Select from the records below every line that has the word "subscription" in it.

Start of Block

pub mod order;
pub mod payment;
pub mod subscription;

pub use order::{Order, OrderStatus};
pub use payment::{
    PaymentMethod, PaymentOrder, PaymentOrderStatus, PaymentRefund, PaymentTransaction,
    RefundStatus, TransactionStatus,
};
pub use subscription::{Subscription, SubscriptionStatus};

End of Block

# FINAL ANSWER
pub mod subscription;
pub use subscription::{Subscription, SubscriptionStatus};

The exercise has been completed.